Stored items.
%%
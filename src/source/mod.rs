//! Object sources consumed by the cache.
//!
//! - [`CacheSource`]: the interface the cache pulls objects through
//! - [`ByteSource`]: adapts a [`PlaneReader`] (an external format decoder)
//! - [`FnSource`]: wraps a producer closure
//! - [`synthetic`]: deterministic in-memory reader for demos and tests

pub mod synthetic;

use bytes::Bytes;
use tracing::debug;

use crate::error::{BoxError, CacheError, Result};

pub use synthetic::SyntheticReader;

/// Produces objects by raster index.
///
/// Sources are not required to be safe for concurrent use; the cache only
/// ever calls them from one thread at a time.
pub trait CacheSource: Send {
    type Object;

    /// Number of addressable objects. Fixed for the lifetime of the source.
    fn count(&self) -> Result<usize>;

    /// Produce the object at `index`, where `index < count()`.
    fn get(&mut self, index: usize) -> Result<Self::Object>;
}

/// Narrow interface of an image plane decoder.
pub trait PlaneReader: Send {
    fn plane_count(&self) -> usize;

    fn read_plane(&mut self, index: usize) -> std::result::Result<Vec<u8>, BoxError>;
}

/// Serves raw plane bytes from a [`PlaneReader`].
#[derive(Debug)]
pub struct ByteSource<R> {
    reader: R,
}

impl<R: PlaneReader> ByteSource<R> {
    pub fn new(reader: R) -> Self {
        Self { reader }
    }

    pub fn reader(&self) -> &R {
        &self.reader
    }

    pub fn into_reader(self) -> R {
        self.reader
    }
}

impl<R: PlaneReader> CacheSource for ByteSource<R> {
    type Object = Bytes;

    fn count(&self) -> Result<usize> {
        Ok(self.reader.plane_count())
    }

    fn get(&mut self, index: usize) -> Result<Bytes> {
        let count = self.reader.plane_count();
        if index >= count {
            return Err(CacheError::InternalInconsistency {
                index,
                capacity: count,
            });
        }

        let plane = self
            .reader
            .read_plane(index)
            .map_err(|e| CacheError::source_failure(index, e))?;

        debug!(index, size = plane.len(), "Read plane");
        Ok(Bytes::from(plane))
    }
}

/// Source backed by a producer closure.
pub struct FnSource<F> {
    count: usize,
    produce: F,
}

impl<T, F> FnSource<F>
where
    F: FnMut(usize) -> std::result::Result<T, BoxError> + Send,
    T: Send,
{
    pub fn new(count: usize, produce: F) -> Self {
        Self { count, produce }
    }
}

impl<T, F> CacheSource for FnSource<F>
where
    F: FnMut(usize) -> std::result::Result<T, BoxError> + Send,
    T: Send,
{
    type Object = T;

    fn count(&self) -> Result<usize> {
        Ok(self.count)
    }

    fn get(&mut self, index: usize) -> Result<T> {
        if index >= self.count {
            return Err(CacheError::InternalInconsistency {
                index,
                capacity: self.count,
            });
        }
        (self.produce)(index).map_err(|e| CacheError::source_failure(index, e))
    }
}

#[cfg(test)]
mod tests {
    use super::*;

    struct Fixed {
        planes: Vec<Vec<u8>>,
    }

    impl PlaneReader for Fixed {
        fn plane_count(&self) -> usize {
            self.planes.len()
        }

        fn read_plane(&mut self, index: usize) -> std::result::Result<Vec<u8>, BoxError> {
            if self.planes[index].is_empty() {
                return Err("corrupt plane".into());
            }
            Ok(self.planes[index].clone())
        }
    }

    #[test]
    fn test_byte_source_reads_planes() {
        let mut source = ByteSource::new(Fixed {
            planes: vec![vec![1, 2], vec![3, 4, 5]],
        });
        assert_eq!(source.count().unwrap(), 2);
        assert_eq!(source.get(1).unwrap(), Bytes::from_static(&[3, 4, 5]));

        assert_eq!(source.reader().plane_count(), 2);
        let reader = source.into_reader();
        assert_eq!(reader.planes[0], vec![1, 2]);
    }

    #[test]
    fn test_byte_source_wraps_reader_errors() {
        let mut source = ByteSource::new(Fixed {
            planes: vec![vec![1], vec![]],
        });
        match source.get(1) {
            Err(CacheError::SourceFailure { index, source: cause }) => {
                assert_eq!(index, 1);
                assert_eq!(cause.to_string(), "corrupt plane");
            }
            other => panic!("unexpected result: {other:?}"),
        }
    }

    #[test]
    fn test_byte_source_rejects_out_of_range() {
        let mut source = ByteSource::new(Fixed { planes: vec![vec![1]] });
        assert!(matches!(
            source.get(3),
            Err(CacheError::InternalInconsistency { index: 3, capacity: 1 })
        ));
    }

    #[test]
    fn test_fn_source() {
        let mut source = FnSource::new(4, |i| {
            if i == 2 {
                Err("unreadable".into())
            } else {
                Ok(i * 10)
            }
        });
        assert_eq!(source.count().unwrap(), 4);
        assert_eq!(source.get(3).unwrap(), 30);
        assert!(matches!(
            source.get(2),
            Err(CacheError::SourceFailure { index: 2, .. })
        ));
    }
}
//! Typed rulebook layout.
//!
//! A rulebook arrives as one flat buffer of `rule_count` equally sized rules.
//! Each rule is `4W` bound pairs followed by a trailing weight, where a bound
//! pair is a lower and an upper coefficient vector of `4W + 3` scalars each:
//!
//! ```text
//! rule := (lower[4W+3] upper[4W+3]) x 4W, weight
//! ```
//!
//! The buffer is decoded once into [`Rulebook`] so the simulation loop never
//! recomputes offsets.

use super::candle::CANDLE_WIDTH;
use super::error::ConfigurationError;

/// Trailing features appended after the candle window: EMA, constant, invested proportion.
pub const EXTRA_FEATURES: usize = 3;

/// Length of a feature vector and of each coefficient vector: `4W + 3`.
pub fn feature_width(window: usize) -> usize {
    CANDLE_WIDTH * window + EXTRA_FEATURES
}

/// Number of bound pairs per rule: `4W`.
pub fn slot_count(window: usize) -> usize {
    CANDLE_WIDTH * window
}

/// Flat length of one rule: `8W(4W + 3) + 1`. Only for windows already
/// accepted by [`rulebook_length`].
pub fn rule_length(window: usize) -> usize {
    2 * slot_count(window) * feature_width(window) + 1
}

fn checked_rule_length(window: usize) -> Option<usize> {
    let slots = CANDLE_WIDTH.checked_mul(window)?;
    let width = slots.checked_add(EXTRA_FEATURES)?;
    slots.checked_mul(width)?.checked_mul(2)?.checked_add(1)
}

/// Flat length of a whole rulebook, `rule_count * rule_length(window)`.
pub fn rulebook_length(window: usize, rule_count: usize) -> Result<usize, ConfigurationError> {
    checked_rule_length(window)
        .and_then(|len| len.checked_mul(rule_count))
        .ok_or(ConfigurationError::RulebookTooLarge { window, rule_count })
}

/// Lower and upper coefficient vectors for one bound slot.
#[derive(Debug, Clone, PartialEq)]
pub struct BoundPair {
    pub lower: Vec<f64>,
    pub upper: Vec<f64>,
}

#[derive(Debug, Clone, PartialEq)]
pub struct Rule {
    pub bounds: Vec<BoundPair>,
    pub weight: f64,
}

#[derive(Debug, Clone, PartialEq)]
pub struct Rulebook {
    window: usize,
    rules: Vec<Rule>,
}

impl Rule {
    fn from_flat(block: &[f64], window: usize) -> Self {
        let width = feature_width(window);
        let bounds = block[..block.len() - 1]
            .chunks_exact(2 * width)
            .map(|pair| BoundPair {
                lower: pair[..width].to_vec(),
                upper: pair[width..].to_vec(),
            })
            .collect();
        Rule {
            bounds,
            weight: block[block.len() - 1],
        }
    }

    fn write_flat(&self, out: &mut Vec<f64>) {
        for pair in &self.bounds {
            out.extend_from_slice(&pair.lower);
            out.extend_from_slice(&pair.upper);
        }
        out.push(self.weight);
    }
}

impl Rulebook {
    /// Decode a flat rulebook buffer for `window` candlesticks per rule.
    pub fn from_flat(
        flat: &[f64],
        window: usize,
        rule_count: usize,
    ) -> Result<Self, ConfigurationError> {
        if window == 0 {
            return Err(ConfigurationError::ZeroParameter {
                name: "candlesticks_per_rule",
            });
        }
        if rule_count == 0 {
            return Err(ConfigurationError::ZeroParameter { name: "rule_count" });
        }
        let total = rulebook_length(window, rule_count)?;
        if flat.len() % rule_count != 0 {
            return Err(ConfigurationError::UnevenRulebook {
                len: flat.len(),
                rule_count,
            });
        }
        let length = flat.len() / rule_count;
        let expected = total / rule_count;
        if length != expected {
            return Err(ConfigurationError::RuleShape {
                rule_length: length,
                expected,
                window,
            });
        }
        if let Some(offset) = flat.iter().position(|v| !v.is_finite()) {
            return Err(ConfigurationError::InvalidCoefficient { offset });
        }

        let rules = flat
            .chunks_exact(length)
            .map(|block| Rule::from_flat(block, window))
            .collect();
        Ok(Rulebook { window, rules })
    }

    /// Every coefficient set to `coefficient`, every rule weighted `weight`.
    pub fn uniform(
        window: usize,
        rule_count: usize,
        coefficient: f64,
        weight: f64,
    ) -> Result<Self, ConfigurationError> {
        if window == 0 {
            return Err(ConfigurationError::ZeroParameter {
                name: "candlesticks_per_rule",
            });
        }
        if rule_count == 0 {
            return Err(ConfigurationError::ZeroParameter { name: "rule_count" });
        }
        let length = rulebook_length(window, rule_count)? / rule_count;
        if !coefficient.is_finite() {
            return Err(ConfigurationError::InvalidCoefficient { offset: 0 });
        }
        if !weight.is_finite() {
            return Err(ConfigurationError::InvalidCoefficient { offset: length - 1 });
        }

        let width = feature_width(window);
        let rule = Rule {
            bounds: vec![
                BoundPair {
                    lower: vec![coefficient; width],
                    upper: vec![coefficient; width],
                };
                slot_count(window)
            ],
            weight,
        };
        Ok(Rulebook {
            window,
            rules: vec![rule; rule_count],
        })
    }

    /// Build from typed rules. Every rule must carry `4W` pairs of `4W + 3`
    /// coefficients.
    pub fn from_rules(window: usize, rules: Vec<Rule>) -> Result<Self, ConfigurationError> {
        let expected = rulebook_length(window, 1)?;
        let mut flat = Vec::new();
        for rule in &rules {
            let shaped = rule.bounds.len() == slot_count(window)
                && rule.bounds.iter().all(|p| {
                    p.lower.len() == feature_width(window) && p.upper.len() == feature_width(window)
                });
            if !shaped {
                let actual: usize =
                    rule.bounds.iter().map(|p| p.lower.len() + p.upper.len()).sum::<usize>() + 1;
                return Err(ConfigurationError::RuleShape {
                    rule_length: actual,
                    expected,
                    window,
                });
            }
            rule.write_flat(&mut flat);
        }
        Self::from_flat(&flat, window, rules.len())
    }

    pub fn window(&self) -> usize {
        self.window
    }

    pub fn rules(&self) -> &[Rule] {
        &self.rules
    }

    pub fn rule_count(&self) -> usize {
        self.rules.len()
    }

    /// Canonical flat encoding; inverse of [`Rulebook::from_flat`].
    pub fn to_flat(&self) -> Vec<f64> {
        let mut out = Vec::with_capacity(self.rules.len() * rule_length(self.window));
        for rule in &self.rules {
            rule.write_flat(&mut out);
        }
        out
    }
}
%%
What the exercise asks. Your task is to reproduce the entries exactly, starting at the first line and ending with the line containing "pub mod synthetic;".

Response box.
filename src/source/mod.rs
//! Object sources consumed by the cache.
//!
//! - [`CacheSource`]: the interface the cache pulls objects through
//! - [`ByteSource`]: adapts a [`PlaneReader`] (an external format decoder)
//! - [`FnSource`]: wraps a producer closure
//! - [`synthetic`]: deterministic in-memory reader for demos and tests

pub mod synthetic;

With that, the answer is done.